¿Cuándo reduciremos el Estado?
Por Manuel Gago

En un mensaje por Fiestas Patrias tedioso y sin sustancia suficiente, Dina Boluarte ocupó su tiempo anunciando gastos sin darse un tiempo para indicar cómo serán financiadas las obras e intervenciones que pretende realizar. ¿Cuándo oiremos de un presidente con agallas que ofrezca lo que en verdad necesita el país: reducir el tamaño del Estado?

La multitud en el aparato público no solamente estorba sino que, además, con la anuencia de la autoridad, se crean actividades para justificar su sueldo y para hacerle la vida imposible a la población. Por ejemplo, en las municipalidades los fiscalizadores tienen carta libre para cerrar negocios, edificaciones en curso y perseguir a los comerciantes informales, hasta arrebatarles su mercadería. El burócrata no sabe qué significa arriesgarlo todo por el negocio propio. 

En el año 2000, después de que Alberto Fujimori privatizara las empresas estatales, la burocracia pública sumaba 800,000 empleados. Durante la nociva primera etapa del Gobierno Revolucionario (1968-1975) se crearon 175 empresas públicas que fueron una carga para el país, en lugar de locomotoras para la economía. Complacientes con lo heredado, ni Fernando Belaunde ni Alan García movieron un dedo para revertir la situación.

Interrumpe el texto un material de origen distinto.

//! Forward Errors

/// Result type for forward calls.
pub type ForwardResult<T> = Result<T, ForwardError>;

/// Errors that can occur while running a forward pass.
#[derive(Debug, Clone, PartialEq, Eq)]
pub enum ForwardError {
    /// A signature string could not be parsed.
    InvalidSignature {
        signature: String,
        reason: String,
    },
    /// A required input field was not supplied.
    MissingInput(String),
    /// The model reply lacked a declared output field.
    MissingOutput(String),
    /// The model backend failed.
    Model(String),
}

impl std::fmt::Display for ForwardError {
    fn fmt(&self, f: &mut std::fmt::Formatter<'_>) -> std::fmt::Result {
        match self {
            ForwardError::InvalidSignature { signature, reason } => {
                write!(f, "Invalid signature '{}': {}", signature, reason)
            }
            ForwardError::MissingInput(field) => write!(f, "Missing input field '{}'", field),
            ForwardError::MissingOutput(field) => write!(f, "Model reply lacks output field '{}'", field),
            ForwardError::Model(msg) => write!(f, "Model error: {}", msg),
        }
    }
}

impl std::error::Error for ForwardError {}
//! Predictor Signatures
//!
//! A signature names the input and output fields of a predictor:
//! `"question -> answer"`, `"context, question -> reasoning, answer"`.

use std::fmt;
use std::str::FromStr;

use itertools::Itertools;

use super::error::{ForwardError, ForwardResult};
use crate::registry::is_identifier;

#[derive(Clone, Debug, PartialEq, Eq)]
pub struct Signature {
    inputs: Vec<String>,
    outputs: Vec<String>,
}

impl Signature {
    /// Parse `"in1, in2 -> out1, out2"`.
    ///
    /// Both sides must list at least one identifier; names may not repeat.
    pub fn parse(text: &str) -> ForwardResult<Self> {
        let invalid = |reason: &str| ForwardError::InvalidSignature {
            signature: text.to_string(),
            reason: reason.to_string(),
        };

        let (lhs, rhs) = text.split_once("->").ok_or_else(|| invalid("missing '->'"))?;
        if rhs.contains("->") {
            return Err(invalid("more than one '->'"));
        }

        let inputs = fields(lhs).ok_or_else(|| invalid("inputs must be comma-separated identifiers"))?;
        let outputs = fields(rhs).ok_or_else(|| invalid("outputs must be comma-separated identifiers"))?;
        if !inputs.iter().chain(&outputs).all_unique() {
            return Err(invalid("field names must be unique"));
        }

        Ok(Self { inputs, outputs })
    }

    pub fn inputs(&self) -> &[String] {
        &self.inputs
    }

    pub fn outputs(&self) -> &[String] {
        &self.outputs
    }
}

fn fields(side: &str) -> Option<Vec<String>> {
    let names: Vec<String> = side.split(',').map(|s| s.trim().to_string()).collect();
    if names.iter().all(|n| is_identifier(n)) {
        Some(names)
    } else {
        None
    }
}

impl FromStr for Signature {
    type Err = ForwardError;

    fn from_str(s: &str) -> Result<Self, Self::Err> {
        Signature::parse(s)
    }
}

impl fmt::Display for Signature {
    fn fmt(&self, f: &mut fmt::Formatter<'_>) -> fmt::Result {
        write!(f, "{} -> {}", self.inputs.iter().join(", "), self.outputs.iter().join(", "))
    }
}

#[cfg(test)]
mod tests {
    use super::*;

    #[test]
    fn test_parse_simple() {
        let sig = Signature::parse("question -> query").unwrap();
        assert_eq!(sig.inputs(), &["question".to_string()]);
        assert_eq!(sig.outputs(), &["query".to_string()]);
    }

    #[test]
    fn test_parse_multiple_fields() {
        let sig: Signature = "context,question->reasoning, answer".parse().unwrap();
        assert_eq!(sig.inputs().len(), 2);
        assert_eq!(sig.outputs().len(), 2);
        assert_eq!(sig.to_string(), "context, question -> reasoning, answer");
    }

    #[test]
    fn test_invalid_signatures() {
        for text in ["question answer", "-> answer", "question ->", "a -> b -> c", "a b -> c", "a -> a", "a, -> b"] {
            assert!(
                matches!(Signature::parse(text), Err(ForwardError::InvalidSignature { .. })),
                "expected invalid: {}",
                text
            );
        }
    }
}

Las mineras, aún cuando ofrecían divisas, no eran prósperas ni competitivas; todo lo contrario, además de indiferentes con el medio ambiente. La idea de que “la minería contamina” surge por la irresponsable administración estatal, sin capacidad para modernizar las operaciones y en la que la obsolescencia era una constante. Los puestos de trabajo, como en gran parte del aparato estatal, eran heredables: a los hijos de los trabajadores –entusiasmados con la revolución y sin cualificaciones– les hacían un espacio laboral. 

Centromin Perú era el más importante conglomerado minero, con ocho unidades productivas (Casapalca, Morococha, Andaychagua, Cerro de Pasco, Cobriza, Yauricocha y Fundición). Resulta que en el proceso de privatizaciones se confirmó el exceso brutal de trabajadores en el Centro Metalúrgico La Oroya (fundición): 5,500 trabajadores cuando solo 3,000 eran necesarios. Los conceptos de reingeniería, competitividad y eficacia eran desconocidos. 

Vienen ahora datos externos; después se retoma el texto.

//! Path Errors
//!
//! Errors raised while parsing a module path or applying it to a module tree.
//! Traversals never produce these; only path parsing, resolution and mutation do.

/// Result type for path operations.
pub type PathResult<T> = Result<T, PathError>;

/// Errors that can occur while parsing or applying a path.
#[derive(Debug, Clone, PartialEq, Eq)]
pub enum PathError {
    /// The path string could not be tokenized.
    MalformedPath {
        /// The offending path, as given.
        path: String,
        /// What the parser tripped on.
        reason: String,
    },

    /// An intermediate step did not resolve: missing attribute, index out of
    /// range, missing key, or a step applied to the wrong kind of value.
    PathResolution {
        /// The full path being resolved.
        path: String,
        /// Rendered prefix up to and including the failing step.
        at: String,
        /// Why the step failed.
        reason: String,
    },

    /// The final step targets a container that cannot be mutated in place.
    ImmutableContainer {
        /// The full path being applied.
        path: String,
        /// Rendered prefix up to and including the failing step.
        at: String,
    },
}

impl PathError {
    pub(crate) fn malformed(path: &str, reason: impl Into<String>) -> Self {
        PathError::MalformedPath {
            path: path.to_string(),
            reason: reason.into(),
        }
    }

    pub(crate) fn resolution(path: &str, at: impl Into<String>, reason: impl Into<String>) -> Self {
        PathError::PathResolution {
            path: path.to_string(),
            at: at.into(),
            reason: reason.into(),
        }
    }

    pub(crate) fn immutable(path: &str, at: impl Into<String>) -> Self {
        PathError::ImmutableContainer {
            path: path.to_string(),
            at: at.into(),
        }
    }

    /// The path the error refers to.
    pub fn path(&self) -> &str {
        match self {
            PathError::MalformedPath { path, .. }
            | PathError::PathResolution { path, .. }
            | PathError::ImmutableContainer { path, .. } => path,
        }
    }
}

impl std::fmt::Display for PathError {
    fn fmt(&self, f: &mut std::fmt::Formatter<'_>) -> std::fmt::Result {
        match self {
            PathError::MalformedPath { path, reason } => {
                write!(f, "Malformed path '{}': {}", path, reason)
            }
            PathError::PathResolution { path, at, reason } => {
                write!(f, "Cannot resolve '{}' in path '{}': {}", at, path, reason)
            }
            PathError::ImmutableContainer { path, at } => {
                write!(f, "Cannot assign through '{}' in path '{}': container is immutable", at, path)
            }
        }
    }
}

impl std::error::Error for PathError {}

#[cfg(test)]
mod tests {
    use super::*;

    #[test]
    fn test_display_mentions_path() {
        let err = PathError::malformed("a[0", "unbalanced '['");
        assert_eq!(err.to_string(), "Malformed path 'a[0': unbalanced '['");
        assert_eq!(err.path(), "a[0");
    }

    #[test]
    fn test_resolution_display() {
        let err = PathError::resolution("sub.missing.x", "sub.missing", "no attribute 'missing'");
        assert!(err.to_string().contains("sub.missing"));
        assert!(err.to_string().contains("no attribute"));
    }

    #[test]
    fn test_immutable_display() {
        let err = PathError::immutable("t[0]", "t[0]");
        assert!(err.to_string().contains("immutable"));
    }
}
//! Module Node
//!
//! A `Module` is a node in the module tree: an open, insertion-ordered bag of
//! named attributes plus a `compiled` lifecycle flag. `Module` is a shared
//! handle; clones refer to the same node.

use std::fmt;
use std::sync::Arc;

use parking_lot::RwLock;

use super::error::{PathError, PathResult};
use super::path::is_identifier;
use super::value::{NodeId, Value};

/// The node data behind a module handle.
struct ModuleData {
    /// Human-readable label (e.g. the composite type name), used by `Debug`.
    label: String,

    /// Set by an external optimizer once parameters are tuned.
    compiled: bool,

    /// Attributes in insertion order; re-assignment keeps the original slot.
    attrs: Vec<(String, Value)>,
}

/// A composable computation unit holding named attributes.
///
/// Attributes may be scalars, other modules, parameters, or containers of any
/// of these nested to arbitrary depth. Aliasing and cycles are allowed.
#[derive(Clone)]
pub struct Module {
    id: NodeId,
    data: Arc<RwLock<ModuleData>>,
}

impl Module {
    /// Create a new empty, uncompiled module.
    pub fn new() -> Self {
        Self::labeled("Module")
    }

    /// Create a new module with a descriptive label.
    pub fn labeled(label: impl Into<String>) -> Self {
        Self {
            id: NodeId::fresh(),
            data: Arc::new(RwLock::new(ModuleData {
                label: label.into(),
                compiled: false,
                attrs: Vec::new(),
            })),
        }
    }

    /// Get the module's identity.
    pub fn id(&self) -> NodeId {
        self.id
    }

    pub fn label(&self) -> String {
        self.data.read().label.clone()
    }

    pub fn is_compiled(&self) -> bool {
        self.data.read().compiled
    }

    /// Set the compiled flag. Only optimizers call this; the registry never does.
    pub fn set_compiled(&self, compiled: bool) {
        self.data.write().compiled = compiled;
    }

    /// Read an attribute.
    pub fn get(&self, name: &str) -> Option<Value> {
        self.data
            .read()
            .attrs
            .iter()
            .find(|(n, _)| n == name)
            .map(|(_, v)| v.clone())
    }

    pub fn has(&self, name: &str) -> bool {
        self.data.read().attrs.iter().any(|(n, _)| n == name)
    }

    /// Assign an attribute, returning the previous value if there was one.
    ///
    /// # Panics
    /// Panics if `name` is not an identifier; use [`Module::try_set`] for
    /// names that are not known to be valid.
    pub fn set(&self, name: impl Into<String>, value: impl Into<Value>) -> Option<Value> {
        match self.try_set(name, value) {
            Ok(previous) => previous,
            Err(err) => panic!("{}", err),
        }
    }

    /// Assign an attribute, returning the previous value if there was one.
    ///
    /// Attribute names are path segments, so they must be identifiers
    /// (`[A-Za-z_][A-Za-z0-9_]*`); anything else is a `MalformedPath`.
    pub fn try_set(&self, name: impl Into<String>, value: impl Into<Value>) -> PathResult<Option<Value>> {
        let name = name.into();
        if !is_identifier(&name) {
            return Err(PathError::malformed(&name, "attribute name is not an identifier"));
        }
        let value = value.into();
        let mut data = self.data.write();
        if let Some((_, slot)) = data.attrs.iter_mut().find(|(n, _)| *n == name) {
            return Ok(Some(std::mem::replace(slot, value)));
        }
        data.attrs.push((name, value));
        Ok(None)
    }

    /// Builder-style `set`. Panics on the same names as [`Module::set`].
    pub fn with(self, name: impl Into<String>, value: impl Into<Value>) -> Self {
        self.set(name, value);
        self
    }

    /// Remove an attribute.
    pub fn remove(&self, name: &str) -> Option<Value> {
        let mut data = self.data.write();
        let pos = data.attrs.iter().position(|(n, _)| n == name)?;
        Some(data.attrs.remove(pos).1)
    }

    /// Attribute names in insertion order.
    pub fn attribute_names(&self) -> Vec<String> {
        self.data.read().attrs.iter().map(|(n, _)| n.clone()).collect()
    }

    /// Snapshot of `(name, value)` pairs in insertion order.
    ///
    /// Values are handles, so the snapshot is a view over live nodes; only the
    /// attribute list itself is copied.
    pub fn attributes(&self) -> Vec<(String, Value)> {
        self.data.read().attrs.clone()
    }

    /// Get the number of attributes.
    pub fn attribute_count(&self) -> usize {
        self.data.read().attrs.len()
    }

    /// True if both handles refer to the same module.
    pub fn ptr_eq(&self, other: &Module) -> bool {
        Arc::ptr_eq(&self.data, &other.data)
    }
}

/// Chains of sole-owner modules are released iteratively so dropping a very
/// deep tree does not recurse once per level.
impl Drop for ModuleData {
    fn drop(&mut self) {
        let mut orphans: Vec<Value> = self.attrs.drain(..).map(|(_, v)| v).collect();
        while let Some(value) = orphans.pop() {
            if let Value::Module(Module { data, .. }) = value {
                if let Some(lock) = Arc::into_inner(data) {
                    let mut inner = lock.into_inner();
                    orphans.extend(inner.attrs.drain(..).map(|(_, v)| v));
                }
            }
        }
    }
}

impl Default for Module {
    fn default() -> Self {
        Self::new()
    }
}

impl PartialEq for Module {
    fn eq(&self, other: &Self) -> bool {
        self.ptr_eq(other)
    }
}

impl Eq for Module {}

impl fmt::Debug for Module {
    fn fmt(&self, f: &mut fmt::Formatter<'_>) -> fmt::Result {
        let data = self.data.read();
        f.debug_struct(&data.label)
            .field("id", &self.id)
            .field("compiled", &data.compiled)
            .field(
                "attrs",
                &data.attrs.iter().map(|(n, _)| n.as_str()).collect::<Vec<_>>(),
            )
            .finish()
    }
}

Después de la gestión de Humala se supo que la burocracia estatal llegó a sumar 1,4 millones de trabajadores. Terminada la pandemia, no hay cifras confiables publicadas, pero se estima que la carga laboral del Estado, en sus tres niveles, alcanzaría el millón y medio de empleos. Resulta triste ver chalecos amarillos y de todos los colores (rojos en las municipalidades tomadas por los comunistas) parados en las esquinas sin hacer nada, sin realizar lo que más se necesita: actividades productivas. Más triste todavía es ver diplomados haciendo tareas de portapliegos. 

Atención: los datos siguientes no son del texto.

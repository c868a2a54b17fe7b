//! Language Model Seam
//!
//! Predictors talk to a model only through `LanguageModel`. `DummyLm` answers
//! from a fixed table and records every prompt it sees.

use parking_lot::Mutex;
use tracing::trace;

use super::error::{ForwardError, ForwardResult};
use super::example::Example;

/// A completion backend.
pub trait LanguageModel: Send + Sync {
    /// Produce output fields for `prompt`.
    fn complete(&self, prompt: &str) -> ForwardResult<Example>;
}

/// Deterministic model answering from a prompt -> reply table.
pub struct DummyLm {
    replies: Vec<(String, Example)>,
    history: Mutex<Vec<String>>,
}

impl DummyLm {
    pub fn new<P, I>(replies: I) -> Self
    where
        P: Into<String>,
        I: IntoIterator<Item = (P, Example)>,
    {
        Self {
            replies: replies.into_iter().map(|(p, e)| (p.into(), e)).collect(),
            history: Mutex::new(Vec::new()),
        }
    }

    /// Prompts received so far, oldest first.
    pub fn history(&self) -> Vec<String> {
        self.history.lock().clone()
    }
}

impl LanguageModel for DummyLm {
    fn complete(&self, prompt: &str) -> ForwardResult<Example> {
        self.history.lock().push(prompt.to_string());
        trace!(target: "modtree::lm", prompt, "Dummy completion");
        self.replies
            .iter()
            .find(|(p, _)| p == prompt)
            .map(|(_, reply)| reply.clone())
            .ok_or_else(|| ForwardError::Model(format!("no reply for prompt '{}'", prompt)))
    }
}
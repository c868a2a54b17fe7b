//! Forward Contract
//!
//! The invocation side of the module tree:
//! - `Forward` - Anything runnable on a set of input fields
//! - `Predict` - The stock `Parameter`: a `Signature` plus a forward pass
//! - `LanguageModel` - Completion backend seam, with the table-driven `DummyLm`
//! - `Example` - Ordered field record used for inputs and predictions

mod error;
mod example;
mod lm;
mod predictor;
mod signature;

pub use error::{ForwardError, ForwardResult};
pub use example::Example;
pub use lm::{DummyLm, LanguageModel};
pub use predictor::{Forward, Predict};
pub use signature::Signature;
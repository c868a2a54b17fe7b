//! modtree - Module-Tree Registry
//!
//! Organizes composable computation units ("modules") into a hierarchy and
//! addresses every reachable node by a stable path.
//!
//! # Architecture
//!
//! 1. **Registry** (`registry` module)
//!    - `Module` nodes hold an insertion-ordered attribute bag
//!    - Attributes may be modules, parameters, or lists / tuples / maps of them,
//!      nested to any depth, with aliasing and cycles allowed
//!    - `named_sub_modules` discovers every module edge (duplicates kept)
//!    - `named_predictors` collects parameters, deduplicated by identity
//!    - `set_attribute_by_name` mutates any reachable node through a path string
//!
//! 2. **Forward contract** (`predict` module)
//!    - `Predict` parameters with `"inputs -> outputs"` signatures
//!    - `LanguageModel` backend seam and the deterministic `DummyLm`
//!
//! # Example
//!
//! ```rust
//! use modtree::{Module, Predict, Value};
//!
//! let root = Module::new();
//! root.set("hop", Module::new().with("predict1", Predict::param("question -> query").unwrap()));
//! root.set("branches", Value::list([Value::from(Module::new())]));
//!
//! let names: Vec<String> = root.named_sub_modules().map(|(name, _)| name).collect();
//! assert_eq!(names, vec!["self", "self.hop", "self.branches[0]"]);
//!
//! let params = root.named_parameters();
//! assert_eq!(params[0].0, "hop.predict1");
//!
//! root.set_attribute_by_name("branches[0].marker", true).unwrap();
//! ```
//!
//! # Path Syntax
//!
//! - `name.other` - attribute access
//! - `[3]` - sequence index
//! - `['key']` / `["key"]` / `[key]` - mapping key
//! - a leading `self` refers to the root module

pub mod predict;
pub mod registry;

pub use predict::{DummyLm, Example, Forward, ForwardError, LanguageModel, Predict, Signature};
pub use registry::{
    get_attribute_by_name, parse_path, set_attribute_by_name, List, Map, Module, ModulePath,
    NamedSubModules, NodeId, NodeKind, ParamRef, Parameter, PathError, PathResult, PathStep,
    Tuple, Value, WalkOptions,
};
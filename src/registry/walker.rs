//! Container Walker
//!
//! Classifies a value and enumerates how to re-enter whatever is nested in it:
//! - Module, Parameter, scalars, opaque payloads: not expanded
//! - List / Tuple: `(Index(i), element)` in index order
//! - Map: `(Key(k), value)` in insertion order
//!
//! `walk_nested` applies `expand` repeatedly so a list of maps of tuples of
//! modules resolves to one suffix per module.

use smallvec::SmallVec;
use tracing::{trace, warn};

use super::path::{is_identifier, PathStep};
use super::value::{NodeId, NodeKind, Value};

/// Children of one container level.
pub type Children = smallvec::IntoIter<[(PathStep, Value); 4]>;

/// How mapping keys are rendered in suffixes.
#[derive(Clone, Copy, Debug, PartialEq, Eq)]
pub enum KeyStyle {
    /// `[key]` for identifier keys, `['k y']` otherwise.
    Bare,
    /// Always `['key']`.
    Quoted,
}

/// Enumerate the direct children of a container value.
///
/// The returned pairs are handles to live nodes; only the container's slot list
/// is snapshotted, so no lock is held while the caller iterates.
pub fn expand(value: &Value) -> Children {
    let children: SmallVec<[(PathStep, Value); 4]> = match value {
        Value::List(list) => list
            .snapshot()
            .into_iter()
            .enumerate()
            .map(|(i, v)| (PathStep::Index(i), v))
            .collect(),
        Value::Tuple(tuple) => tuple
            .items()
            .iter()
            .cloned()
            .enumerate()
            .map(|(i, v)| (PathStep::Index(i), v))
            .collect(),
        Value::Map(map) => map
            .snapshot()
            .into_iter()
            .map(|(k, v)| (PathStep::Key(k), v))
            .collect(),
        _ => SmallVec::new(),
    };
    children.into_iter()
}

/// Render a step as a suffix appended to a path.
pub fn suffix(step: &PathStep, style: KeyStyle) -> String {
    match (step, style) {
        (PathStep::Key(k), KeyStyle::Bare) if is_identifier(k) => format!("[{}]", k),
        _ => step.render(),
    }
}

/// One container being expanded by `walk_nested`.
struct Frame {
    id: NodeId,
    children: Children,
    /// Suffix length before this container's own step was appended.
    len: usize,
}

/// Descend through nested containers below `value`, calling `visit` with the
/// accumulated suffix for every non-container value found (including `value`
/// itself when it is not a container).
///
/// A container already being expanded further up the current descent is not
/// re-entered, so self-containing containers terminate. Descent uses an
/// explicit frame stack, so nesting depth is bounded only by memory.
pub fn walk_nested<F>(value: &Value, style: KeyStyle, visit: &mut F)
where
    F: FnMut(&str, &Value),
{
    let mut path = String::new();
    let mut stack: Vec<Frame> = Vec::new();
    enter(value, 0, &mut path, &mut stack, visit);

    while let Some(frame) = stack.last_mut() {
        let Some((step, child)) = frame.children.next() else {
            if let Some(done) = stack.pop() {
                path.truncate(done.len);
            }
            continue;
        };
        let len = path.len();
        path.push_str(&suffix(&step, style));
        trace!(target: "modtree::walker", suffix = path.as_str(), kind = ?child.kind(), "Expanded");
        if !enter(&child, len, &mut path, &mut stack, visit) {
            path.truncate(len);
        }
    }
}

/// Push a frame for `value` if it is a container not already on the stack,
/// otherwise hand it to `visit`. Returns true if a frame was pushed.
fn enter<F>(value: &Value, len: usize, path: &mut String, stack: &mut Vec<Frame>, visit: &mut F) -> bool
where
    F: FnMut(&str, &Value),
{
    match (value.kind(), value.node_id()) {
        (NodeKind::Sequence | NodeKind::Mapping, Some(id)) => {
            if stack.iter().any(|frame| frame.id == id) {
                warn!(target: "modtree::walker", %id, suffix = path.as_str(), "Container contains itself; not re-entered");
                return false;
            }
            stack.push(Frame {
                id,
                children: expand(value),
                len,
            });
            true
        }
        _ => {
            visit(path.as_str(), value);
            false
        }
    }
}

#[cfg(test)]
mod tests {
    use super::*;
    use crate::registry::module::Module;
    use crate::registry::value::List;

    fn collect(value: &Value, style: KeyStyle) -> Vec<(String, Value)> {
        let mut out = Vec::new();
        walk_nested(value, style, &mut |s: &str, v: &Value| out.push((s.to_string(), v.clone())));
        out
    }

    #[test]
    fn test_expand_leaves() {
        assert_eq!(expand(&Value::Int(3)).count(), 0);
        assert_eq!(expand(&Value::from(Module::new())).count(), 0);
        assert_eq!(expand(&Value::opaque(42u32)).count(), 0);
    }

    #[test]
    fn test_expand_sequence_in_order() {
        let value = Value::tuple([Value::Int(1), Value::Int(2)]);
        let steps: Vec<PathStep> = expand(&value).map(|(s, _)| s).collect();
        assert_eq!(steps, vec![PathStep::Index(0), PathStep::Index(1)]);
    }

    #[test]
    fn test_expand_mapping() {
        let value = Value::map([("b", Value::Int(1)), ("a", Value::Int(2))]);
        let steps: Vec<PathStep> = expand(&value).map(|(s, _)| s).collect();
        assert_eq!(
            steps,
            vec![PathStep::Key("b".to_string()), PathStep::Key("a".to_string())]
        );
    }

    #[test]
    fn test_suffix_styles() {
        let key = PathStep::Key("key".to_string());
        let odd = PathStep::Key("two words".to_string());
        assert_eq!(suffix(&key, KeyStyle::Bare), "[key]");
        assert_eq!(suffix(&key, KeyStyle::Quoted), "['key']");
        assert_eq!(suffix(&odd, KeyStyle::Bare), "['two words']");
        assert_eq!(suffix(&PathStep::Index(4), KeyStyle::Bare), "[4]");
    }

    #[test]
    fn test_walk_nested_mixed_containers() {
        let a = Module::new();
        let b = Module::new();
        let c = Module::new();
        let value = Value::list([
            Value::from(&a),
            Value::map([("key", Value::tuple([Value::from(&b), Value::from(&c)]))]),
        ]);
        let found = collect(&value, KeyStyle::Bare);
        let suffixes: Vec<&str> = found.iter().map(|(s, _)| s.as_str()).collect();
        assert_eq!(suffixes, vec!["[0]", "[1][key][0]", "[1][key][1]"]);
        assert!(found[2].1.same(&Value::from(&c)));
    }

    #[test]
    fn test_walk_nested_visits_plain_value() {
        let found = collect(&Value::Int(1), KeyStyle::Bare);
        assert_eq!(found.len(), 1);
        assert_eq!(found[0].0, "");
    }

    #[test]
    fn test_walk_nested_self_containing_list() {
        let list = List::new();
        list.push(Value::Int(1));
        list.push(Value::List(list.clone()));
        let found = collect(&Value::List(list), KeyStyle::Bare);
        assert_eq!(found.len(), 1);
        assert_eq!(found[0].0, "[0]");
    }

    #[test]
    fn test_walk_nested_deep_nesting() {
        let leaf = Module::new();
        let mut value = Value::from(&leaf);
        for _ in 0..20_000 {
            value = Value::list([value]);
        }
        let found = collect(&value, KeyStyle::Bare);
        assert_eq!(found.len(), 1);
        assert_eq!(found[0].0, "[0]".repeat(20_000));
        assert!(found[0].1.same(&Value::from(&leaf)));
        // Unwind the nesting level by level before it is dropped.
        while let Value::List(list) = value {
            value = list.get(0).unwrap_or(Value::None);
        }
    }

    #[test]
    fn test_walk_nested_sibling_alias_is_walked_twice() {
        let inner = List::from_iter([Value::Int(1)]);
        let value = Value::list([Value::List(inner.clone()), Value::List(inner)]);
        let found = collect(&value, KeyStyle::Bare);
        let suffixes: Vec<&str> = found.iter().map(|(s, _)| s.as_str()).collect();
        assert_eq!(suffixes, vec!["[0][0]", "[1][0]"]);
    }
}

La reforma del Estado no implica despedir sin más a los trabajadores, sino reubicar a los que deban ser reubicados. Fue un gran error crear los ministerios del Ambiente, de la Mujer y de Cultura; debieron ser dependencias de ministerios afines. Hoy no hay quien se atreva a revertir ese error. Existe la creencia de que es impopular. Pero el daño ya está hecho y esto, para los escépticos, no lo revierte nadie. Ni después de una guerra civil porque los victoriosos –como después de un proceso electoral– repartirán o inventarán puestos de trabajo para su tropa. 

Mientras tanto, la masa seguirá aplaudiendo tanta impostación en las celebraciones públicas y hasta privadas. La edulcoración, hija de la hipocresía limeña, se extiende en todos los rincones. Reinan los engolamientos y palabrería insustancial de populistas, los excesos protocolarios de encopetados ansiosos de oropeles a su paso. Una burla a la paciencia nacional. En definitiva: sin visión de un Perú de aquí a 50 años.